This tutorial uses the [Oxford-IIIT Pet Dataset](https://www.robots.ox.ac.uk/~vgg/data/pets/) ([Parkhi et al, 2012](https://www.robots.ox.ac.uk/~vgg/publications/2012/parkhi12a/parkhi12a.pdf)). The dataset consists of images of 37 pet breeds, with 200 images per breed (~100 each in the training and test splits). Each image includes the corresponding labels and pixel-wise masks. The masks are class labels for each pixel.
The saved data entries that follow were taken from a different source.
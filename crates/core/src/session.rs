//! Session domain types.
//!
//! A session is the ordered message history plus origin metadata for one
//! `session_key`. Sessions are created on first reference, mutated only by
//! the agent loop that owns the store, and evicted LRU above a cap.

use chrono::{DateTime, Utc};
use serde::{Deserialize, Serialize};
use std::collections::HashMap;

use crate::message::ChatMessage;

/// Default ceiling on live sessions before LRU eviction kicks in.
pub const DEFAULT_SESSION_CAP: usize = 1024;

/// The message history and origin metadata for one session key.
#[derive(Debug, Clone, Serialize, Deserialize)]
pub struct Session {
    pub key: String,

    /// Ordered conversation turns (system turns excluded; the system
    /// prompt is assembled fresh per message)
    pub turns: Vec<ChatMessage>,

    /// Originating channel, recorded on creation
    pub channel: String,

    /// Originating chat identifier
    pub chat_id: String,

    pub created_at: DateTime<Utc>,
    pub last_touched: DateTime<Utc>,
}

impl Session {
    pub fn new(key: impl Into<String>, channel: impl Into<String>, chat_id: impl Into<String>) -> Self {
        let now = Utc::now();
        Self {
            key: key.into(),
            turns: Vec::new(),
            channel: channel.into(),
            chat_id: chat_id.into(),
            created_at: now,
            last_touched: now,
        }
    }

    /// Append a turn and bump the touch timestamp.
    pub fn push(&mut self, turn: ChatMessage) {
        self.last_touched = Utc::now();
        self.turns.push(turn);
    }
}

/// The session table: key -> Session, LRU-evicted by `last_touched`.
///
/// Not internally locked; the agent loop wraps it in its own lock and is
/// the sole mutator, so there is exactly one writer per session key.
pub struct SessionStore {
    sessions: HashMap<String, Session>,
    cap: usize,
}

impl SessionStore {
    pub fn new(cap: usize) -> Self {
        Self {
            sessions: HashMap::new(),
            cap: cap.max(1),
        }
    }

    /// Get or create the session for a key, evicting the least recently
    /// touched session when the table is at capacity.
    pub fn get_or_create(
        &mut self,
        key: &str,
        channel: &str,
        chat_id: &str,
    ) -> &mut Session {
        if !self.sessions.contains_key(key) && self.sessions.len() >= self.cap {
            if let Some(oldest) = self
                .sessions
                .values()
                .min_by_key(|s| s.last_touched)
                .map(|s| s.key.clone())
            {
                tracing::debug!(session = %oldest, "Evicting least recently used session");
                self.sessions.remove(&oldest);
            }
        }

        self.sessions
            .entry(key.to_string())
            .or_insert_with(|| Session::new(key, channel, chat_id))
    }

    pub fn get(&self, key: &str) -> Option<&Session> {
        self.sessions.get(key)
    }

    pub fn len(&self) -> usize {
        self.sessions.len()
    }

    pub fn is_empty(&self) -> bool {
        self.sessions.is_empty()
    }
}

impl Default for SessionStore {
    fn default() -> Self {
        Self::new(DEFAULT_SESSION_CAP)
    }
}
Each pixel is given one of three categories:

- Class 1: Pixel belonging to the pet
- Class 2: Pixel bordering the pet
- Class 3: None of the above or a surrounding pixel

## Step 1: Install TensorFlow Examples
- Install the TensorFlow examples package from the specified GitHub repository using pip

**Note**: Install these packages only when using a local machine, not the Simplilearn lab

In [None]:
!pip install git+https://github.com/tensorflow/examples.git

## Step 2: Import TensorFlow and TensorFlow Datasets
- Import the TensorFlow library, which is a popular open-source framework for building and training various types of machine learning models
- Import the TensorFlow Datasets library

In [None]:
import tensorflow as tf
import tensorflow_datasets as tfds

## Step 3: Enhance Image Translation and Visualization with Pix2Pix and Matplotlib
- Import the **pix2pix** module; it contains implementations of the Pix2Pix model, which is commonly used for image-to-image translation tasks like colorization and style transfer
- Import the **clear_output** function to clear the output of the IPython notebook cell, providing cleaner and updated visualizations
- Import the **matplotlib.pyplot** module, a popular plotting library in Python




In [None]:
from tensorflow_examples.models.pix2pix import pix2pix
from IPython.display import clear_output
import matplotlib.pyplot as plt

## Step 4: Download the Oxford-IIIT Pets Dataset

The dataset is [available from TensorFlow Datasets](https://www.tensorflow.org/datasets/catalog/oxford_iiit_pet). The segmentation masks are included in version 3+.

In [None]:
dataset, info = tfds.load('oxford_iiit_pet:3.*.*', with_info=True)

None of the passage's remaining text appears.